After seeing the trailer for SPEAK NO EVIL countless times, I felt like I knew the entire story. Wrong. Writer/Director James Watkins still has plenty of surprises lurking in the stunning Italian countryside.

We meet Louise Dalton (Mackenzie Davis from "Terminator: Dark Fate" and "Blade Runner 2049) hovering near her 12 year old daughter Agnes at a resort pool. Agnes's less protective father Ben (Scoot McNairy from "Argo") is nearby on a lounge chair.

His attention is drawn to alpha male Paddy (James McAvoy), his wife Ciara and young son, Ant, poolside. Paddy is loud, the life of the party, bossy and clearly having fun.

Paddy orders beers for he and his wife, Ben tries to order one, but Louise thinks its a bit early in the day.

It's clear that Ben thinks Paddy is a Man's Man. You sense that he has aspirations to be the same.

The two threesomes meet again at a joint dinner in town and soon Paddy & Ciara seem to be around every corner of every jaw dropping little Italian town.

Finally connecting for a hilarious lunch then a dinner, the couple seem to hit it off.

Even their children seem to share similarities.

Agnes is a very young 12 and clings to her stuffed rabbit. Anxiety attacks lurk every time she's not near it. Paddy shares that Ant has a learning disability that prevents him from saying much of anything.


Vacations end.

The Dalton's return to their new home in London, where the screenplay by Watkins (2012's "The Woman in Black") begins to reveal fractures in Louise and Ben's relationship.

On a whim, they decide to take Paddy up on his invitation to visit them at their secluded home, deep in the countryside.

If you've seen the trailers, including the one below, you know a lot about what happens. But you know much less than you think.

Before the film spins its wild final 30 minutes, it's an intriguing tale that keeps you guessing. Just who is Paddy? Is he the charming over-sharer that turns any social situation on its head with quick wit? Or is he the more twisted version that seems to flash before us, a peek here, a fading smile there?

James McAvoy is a terrific lead as Paddy. He's hilarious & terrifying, not an easy mix to execute. McAvoy was excellent showcasing many personalities in "Split", but Paddy is more grounded in reality. As Paddy's wife Ciara, Aisling Franciosi (Game of Thrones) gives off serious, earthy Shailene Woodley vibes. Her Ciara is perhaps the most challenging character to decipher.

Davis is great as Louise. She is the one person in the story that we most relate to, cringing in shock as facades begin to fall.

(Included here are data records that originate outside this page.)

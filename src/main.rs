use anyhow::{Context, Result};
use clap::Parser;
use std::path::PathBuf;
use std::sync::atomic::{AtomicBool, Ordering};
use std::sync::Arc;
use tracing::{info, warn, Level};
use tracing_subscriber::FmtSubscriber;
use wavchop::config::ChopConfig;
use wavchop::interactive::run_interactive_wizard;
use wavchop::pipeline::{list_wav_files, print_summary, run_batch};

#[derive(Parser)]
#[command(name = "wavchop")]
#[command(version, about = "Split WAV recordings into bounded-duration chunks")]
#[command(
    long_about = "Re-segment recorded WAV files: cut on natural pauses, split oversized \
segments at quiet points, and merge or pad undersized segments so every output chunk \
falls within the configured duration window."
)]
struct Cli {
    /// Directory containing the input WAV files
    #[arg(long, required_unless_present = "interactive")]
    input_dir: Option<PathBuf>,

    /// Directory the chunk files are written to
    #[arg(long, required_unless_present = "interactive")]
    output_dir: Option<PathBuf>,

    /// Minimum silent-run length that splits a phrase, in ms [default: 300]
    #[arg(long)]
    min_silence_len: Option<u64>,

    /// dBFS threshold below which audio counts as silence [default: -40]
    #[arg(long, allow_hyphen_values = true)]
    silence_thresh: Option<f32>,

    /// Minimum chunk duration in seconds before padding is forced [default: 1]
    #[arg(long)]
    min_sec: Option<u64>,

    /// Maximum chunk duration in seconds [default: 5]
    #[arg(long)]
    max_sec: Option<u64>,

    /// Fade applied at every cut or merge boundary, in ms [default: 10]
    #[arg(long)]
    fade_ms: Option<u64>,

    /// Silence inserted between merged segments, in ms [default: 100]
    #[arg(long)]
    gap_ms: Option<u64>,

    /// Number of files processed in parallel [default: all CPUs]
    #[arg(short, long)]
    workers: Option<usize>,

    /// Collect parameters through interactive prompts
    #[arg(short, long)]
    interactive: bool,

    /// Enable verbose logging
    #[arg(short, long)]
    verbose: bool,
}

fn init_logging(verbose: bool) {
    let level = if verbose { Level::DEBUG } else { Level::INFO };

    FmtSubscriber::builder()
        .with_max_level(level)
        .with_target(false)
        .with_thread_ids(false)
        .with_file(false)
        .with_line_number(false)
        .compact()
        .init();
}

fn apply_flags(config: &mut ChopConfig, cli: &Cli) {
    if let Some(v) = cli.min_silence_len {
        config.min_silence_len = v;
    }
    if let Some(v) = cli.silence_thresh {
        config.silence_thresh = v;
    }
    if let Some(v) = cli.min_sec {
        config.min_sec = v;
    }
    if let Some(v) = cli.max_sec {
        config.max_sec = v;
    }
    if let Some(v) = cli.fade_ms {
        config.fade_ms = v;
    }
    if let Some(v) = cli.gap_ms {
        config.gap_ms = v;
    }
    if let Some(v) = cli.workers {
        config.workers = Some(v);
    }
}

#[tokio::main]
async fn main() -> Result<()> {
    let cli = Cli::parse();

    init_logging(cli.verbose);

    let (input_dir, output_dir, config) = if cli.interactive {
        let wizard = run_interactive_wizard()?;
        (wizard.input_dir, wizard.output_dir, wizard.config)
    } else {
        let input_dir = cli.input_dir.clone().expect("clap enforces input_dir");
        let output_dir = cli.output_dir.clone().expect("clap enforces output_dir");

        let mut config = ChopConfig::load().context("Failed to load configuration")?;
        apply_flags(&mut config, &cli);
        (input_dir, output_dir, config)
    };

    config
        .validate()
        .context("Configuration validation failed")?;

    let files = list_wav_files(&input_dir)
        .with_context(|| format!("Failed to scan {}", input_dir.display()))?;

    if files.is_empty() {
        warn!("No WAV files found in {}", input_dir.display());
        return Ok(());
    }

    info!("Input:  {} ({} file(s))", input_dir.display(), files.len());
    info!("Output: {}", output_dir.display());
    info!(
        "Window: {}-{} s, silence {} dBFS over {} ms",
        config.min_sec, config.max_sec, config.silence_thresh, config.min_silence_len
    );

    let cancelled = Arc::new(AtomicBool::new(false));
    let ctrlc_flag = cancelled.clone();
    ctrlc::set_handler(move || {
        eprintln!("\nInterrupted, finishing files already in flight...");
        ctrlc_flag.store(true, Ordering::Relaxed);
    })
    .context("Failed to install Ctrl+C handler")?;

    let report = run_batch(files, &output_dir, &config, true, cancelled).await;

    print_summary(&report, &output_dir);

    if report.processed == 0 && report.failed > 0 {
        anyhow::bail!("All {} file(s) failed", report.failed);
    }

    Ok(())
}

McNairy is terrific, even as he begins to sink into a sewer of Paddy's very dangerous ideas about life. I could feel McNairy's Ben being seduced by the apparent control over his own life that Paddy's oozes. In contrast, Ben feels like a man cornered by his own choices. Props to McNairy, because I had no idea what to expect when Ben is forced to step up.

Special kudos to the two young actors that play Agnes (Alex West Lefler) and Ant (Dan Hough). They are both superb. Twice in the film, once in the mysterious opening scene and then again in the final shot, Hough's eyes pull you in and you can feel everything he is experiencing in the moment. He's one to watch.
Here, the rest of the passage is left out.